Gabriel indicò una grotta molto grande.
Tutto intorno era una geografia di rocce, speroni taglienti, crepacci, burroni; più in alto c’erano le cime delle montagne coperte di neve.
Un luogo fra i più inospitali e sinistri che si potessero trovare.
Subito si organizzarono per la notte.
Le loro giornate erano scandite da orari e una organizzazione marziale che non lasciava spazio a nient’altro che all’addestramento.
Dall’alba al tramonto con poche ore di riposo frammentate nella giornata, Gabriel e Alice si allenavano.
Con il vento, senza vento, sotto la neve, al freddo, sul ciglio di burroni o in zone meno pericolose.
Gabriel iniziava gli esercizi senza spiegare nulla.
A volte passavano ore e ore immobili quasi senza respirare.
Altre volte i movimenti erano serrati senza tregua; oppure lenti, tanto lenti da essere snervanti.

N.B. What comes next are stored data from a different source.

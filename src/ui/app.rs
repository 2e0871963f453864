use crate::catalog::{Movie, MovieId};
use crate::favorites::Favorites;
use crate::ui::catalog::{CatalogIntent, CatalogReducer, CatalogState};
use crate::ui::filter::{FilterDialogState, FilterIntent, FilterReducer};
use crate::ui::movies::{MoviesIntent, MoviesReducer, MoviesViewState, ViewSignal};
use crate::ui::mvi::Reducer;
use tokio::sync::mpsc;

/// How many ticks a status message stays on screen.
const STATUS_TTL_TICKS: u16 = 12;

#[derive(Clone, Copy, Debug, Eq, PartialEq)]
pub enum PopupKind {
    Filter,
    Details,
}

/// Side effects requested by the UI thread, executed by a background task.
#[derive(Debug)]
pub enum UiCommand {
    /// Write the full favorites snapshot (write-through, full overwrite).
    PersistFavorites(Favorites),
    FetchDetails { id: MovieId },
    ReloadCatalog,
}

pub type UiCommandSender = mpsc::Sender<UiCommand>;

#[derive(Clone, Debug, PartialEq, Eq)]
pub enum StatusMessage {
    Info(String),
    Error(String),
}

impl StatusMessage {
    pub fn text(&self) -> &str {
        match self {
            Self::Info(text) | Self::Error(text) => text,
        }
    }

    pub fn is_error(&self) -> bool {
        matches!(self, Self::Error(_))
    }
}

/// Generic MVI dispatch: takes current state, runs reducer, stores result.
macro_rules! dispatch_mvi {
    ($self:expr, $field:ident, $reducer:ty, $intent:expr) => {
        $self.$field = <$reducer>::reduce(std::mem::take(&mut $self.$field), $intent);
    };
}

pub struct App {
    should_quit: bool,
    catalog: CatalogState,
    movies: MoviesViewState,
    filter_dialog: FilterDialogState,
    /// Row of the highlighted movie in the current view.
    selection: usize,
    /// Movie shown in the details popup.
    details: Option<Movie>,
    status: Option<StatusMessage>,
    status_ttl: u16,
    command_sender: Option<UiCommandSender>,
}

impl Default for App {
    fn default() -> Self {
        Self::new()
    }
}

impl App {
    pub fn new() -> Self {
        Self {
            should_quit: false,
            catalog: CatalogState::default(),
            movies: MoviesViewState::default(),
            filter_dialog: FilterDialogState::default(),
            selection: 0,
            details: None,
            status: None,
            status_ttl: 0,
            command_sender: None,
        }
    }

    pub fn should_quit(&self) -> bool {
        self.should_quit
    }

    pub fn request_quit(&mut self) {
        self.should_quit = true;
    }

    pub fn set_command_sender(&mut self, sender: UiCommandSender) {
        self.command_sender = Some(sender);
    }

    pub fn catalog(&self) -> &CatalogState {
        &self.catalog
    }

    pub fn movies(&self) -> &MoviesViewState {
        &self.movies
    }

    pub fn filter_dialog(&self) -> &FilterDialogState {
        &self.filter_dialog
    }

    pub fn selection(&self) -> usize {
        self.selection
    }

    pub fn selected_movie(&self) -> Option<&Movie> {
        self.movies.get(self.selection)
    }

    pub fn details(&self) -> Option<&Movie> {
        self.details.as_ref()
    }

    pub fn status(&self) -> Option<&StatusMessage> {
        self.status.as_ref()
    }

    pub fn popup_kind(&self) -> Option<PopupKind> {
        if self.filter_dialog.is_visible() {
            Some(PopupKind::Filter)
        } else if self.details.is_some() {
            Some(PopupKind::Details)
        } else {
            None
        }
    }

    pub fn on_tick(&mut self) {
        if self.status_ttl > 0 {
            self.status_ttl -= 1;
            if self.status_ttl == 0 {
                self.status = None;
            }
        }
    }

    // -- Dispatch ---------------------------------------------------------

    pub fn dispatch_catalog(&mut self, intent: CatalogIntent) {
        let was_loaded = self.catalog.is_loaded();
        dispatch_mvi!(self, catalog, CatalogReducer, intent);

        if was_loaded {
            return;
        }
        if let Some(collection) = self.catalog.shared_movies() {
            self.dispatch_movies(MoviesIntent::Initialize { collection });
        } else if let Some(message) = self.catalog.error_message() {
            let message = message.to_string();
            self.set_status(StatusMessage::Error(message));
        }
    }

    pub fn dispatch_movies(&mut self, intent: MoviesIntent) {
        tracing::trace!(?intent, "movies intent");
        dispatch_mvi!(self, movies, MoviesReducer, intent);
        self.clamp_selection();
    }

    pub fn dispatch_filter(&mut self, intent: FilterIntent) {
        dispatch_mvi!(self, filter_dialog, FilterReducer, intent);
    }

    // -- Events from background tasks -------------------------------------

    /// Toggles made while loading are replayed by the reducer; the merged
    /// map is then written so the stored blob matches memory again.
    pub fn on_favorites_loaded(&mut self, favorites: Favorites) {
        let replayed = !self.movies.pending_edits.is_empty();
        self.dispatch_movies(MoviesIntent::FavoritesLoaded { favorites });
        if replayed {
            self.persist_snapshot();
        }
    }

    /// Persisting failed. The in-memory favorites stay as they are.
    pub fn on_persist_failed(&mut self, error: &str) {
        self.set_status(StatusMessage::Error(format!("Could not save favorites: {error}")));
    }

    pub fn on_details(&mut self, movie: Movie) {
        if self.details.as_ref().is_some_and(|shown| shown.id == movie.id) {
            self.details = Some(movie);
        }
    }

    pub fn on_details_failed(&mut self, error: &str) {
        self.set_status(StatusMessage::Error(format!("Could not refresh details: {error}")));
    }

    // -- User actions -----------------------------------------------------

    pub fn move_up(&mut self) {
        self.selection = self.selection.saturating_sub(1);
    }

    pub fn move_down(&mut self) {
        if self.selection + 1 < self.movies.len() {
            self.selection += 1;
        }
    }

    pub fn move_to_top(&mut self) {
        self.selection = 0;
    }

    pub fn move_to_bottom(&mut self) {
        self.selection = self.movies.len().saturating_sub(1);
    }

    pub fn toggle_favorite_selected(&mut self) {
        if let Some(id) = self.selected_movie().map(|m| m.id) {
            self.toggle_favorite(id);
        }
    }

    /// Flip in memory first, then hand the full snapshot to the persist task.
    /// Until the stored favorites are in, the flip is only kept in memory.
    pub fn toggle_favorite(&mut self, id: MovieId) {
        self.dispatch_movies(MoviesIntent::ToggleFavorite { id });
        if self.movies.favorites_loaded {
            self.persist_snapshot();
        }
    }

    pub fn toggle_show_only_favorites(&mut self) {
        self.dispatch_movies(MoviesIntent::ToggleShowOnlyFavorites);

        let Some(signal) = self.movies.signal else {
            return;
        };
        let status = match signal {
            ViewSignal::FavoritesShown => StatusMessage::Info(format!(
                "Showing {} favorite(s)",
                self.movies.len()
            )),
            ViewSignal::AllShown => StatusMessage::Info("Showing all movies".to_string()),
            ViewSignal::NoFavorites => StatusMessage::Error("No favorite movies yet".to_string()),
        };
        if signal != ViewSignal::NoFavorites {
            self.selection = 0;
        }
        self.set_status(status);
        self.dispatch_movies(MoviesIntent::DismissSignal);
    }

    pub fn open_filter_dialog(&mut self) {
        let Some(filters) = self.catalog.filters().cloned() else {
            return;
        };
        self.dispatch_filter(FilterIntent::Open {
            filters,
            current: self.movies.predicate.clone(),
        });
    }

    /// Apply the dialog's draft to the list and close the dialog.
    pub fn apply_filter_dialog(&mut self) {
        let Some(predicate) = self.filter_dialog.draft().cloned() else {
            return;
        };
        self.dispatch_movies(MoviesIntent::ApplyFilters { predicate });
        self.dispatch_filter(FilterIntent::Close);
        self.selection = 0;
        let matched = self.movies.len();
        self.set_status(StatusMessage::Info(format!("{matched} movie(s) match")));
    }

    pub fn open_details(&mut self) {
        let Some(movie) = self.selected_movie().cloned() else {
            return;
        };
        let id = movie.id;
        self.details = Some(movie);
        self.send_command(UiCommand::FetchDetails { id });
    }

    pub fn close_details(&mut self) {
        self.details = None;
    }

    /// Manual reload; only meaningful after a failed fetch.
    pub fn request_reload(&mut self) {
        if !self.catalog.is_failed() {
            return;
        }
        self.dispatch_catalog(CatalogIntent::Reload);
        self.send_command(UiCommand::ReloadCatalog);
    }

    // -- Internals --------------------------------------------------------

    fn persist_snapshot(&mut self) {
        let snapshot = self.movies.favorites.clone();
        self.send_command(UiCommand::PersistFavorites(snapshot));
    }

    fn send_command(&mut self, command: UiCommand) {
        let Some(sender) = &self.command_sender else {
            return;
        };
        if let Err(err) = sender.try_send(command) {
            tracing::warn!(error = %err, "UI command dropped");
            self.set_status(StatusMessage::Error("Background worker unavailable".to_string()));
        }
    }

    fn set_status(&mut self, status: StatusMessage) {
        self.status = Some(status);
        self.status_ttl = STATUS_TTL_TICKS;
    }

    fn clamp_selection(&mut self) {
        let len = self.movies.len();
        if self.selection >= len {
            self.selection = len.saturating_sub(1);
        }
    }
}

Alice non doveva far altro che seguire tutto senza far domande,  senza chiedere il perché non ci fosse un senso logico alle procedure che il suo Maestro attuava.
Gabriel la osservava e la studiava in silenzio, Alice dal canto suo si stava rivelando una allieva diligente.
Una sera, mentre stava accendendo il fuoco nella grotta, notò che le labbra di Alice sanguinavano a causa delle ferite provocate dal freddo.
- Mettiti qui, accanto al fuoco - la guardò da vicino - tieni passa questo sulle labbra.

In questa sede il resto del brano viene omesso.